- _ASSIGNMENT_:
Give back the data below exactly, with every line kept the same.

#### LISTED ENTRIES ####

use super::{CollectionsManifest, LaunchState};
use anyhow::Context;
use std::fs;
use std::path::Path;

/// Parses a collections manifest (`{"collections": [...]}`).
///
/// # Errors
///
/// Returns an error if the file cannot be read or is not a valid manifest.
pub fn read_collections_manifest<P: AsRef<Path>>(path: P) -> anyhow::Result<CollectionsManifest> {
    let text = fs::read_to_string(path.as_ref()).context("Failed to read collections manifest")?;
    text.parse().context("Failed to parse collections manifest")
}

/// Reads the launch state. Nothing has been launched yet when the file does
/// not exist, so that case yields an empty state.
///
/// # Errors
///
/// Returns an error if the file exists but cannot be read or parsed.
pub fn read_launch_state<P: AsRef<Path>>(path: P) -> anyhow::Result<LaunchState> {
    let path = path.as_ref();
    if !path.exists() {
        return Ok(LaunchState::default());
    }

    let text = fs::read_to_string(path).context("Failed to read launch state")?;
    serde_json::from_str(&text).context("Failed to parse launch state")
}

####

- _TASK RESULT_:
use super::{CollectionsManifest, LaunchState};
use anyhow::Context;
use std::fs;
use std::path::Path;

/// Parses a collections manifest (`{"collections": [...]}`).
///
/// # Errors
///
/// Returns an error if the file cannot be read or is not a valid manifest.
pub fn read_collections_manifest<P: AsRef<Path>>(path: P) -> anyhow::Result<CollectionsManifest> {
    let text = fs::read_to_string(path.as_ref()).context("Failed to read collections manifest")?;
    text.parse().context("Failed to parse collections manifest")
}

/// Reads the launch state. Nothing has been launched yet when the file does
/// not exist, so that case yields an empty state.
///
/// # Errors
///
/// Returns an error if the file exists but cannot be read or parsed.
pub fn read_launch_state<P: AsRef<Path>>(path: P) -> anyhow::Result<LaunchState> {
    let path = path.as_ref();
    if !path.exists() {
        return Ok(LaunchState::default());
    }

    let text = fs::read_to_string(path).context("Failed to read launch state")?;
    serde_json::from_str(&text).context("Failed to parse launch state")
}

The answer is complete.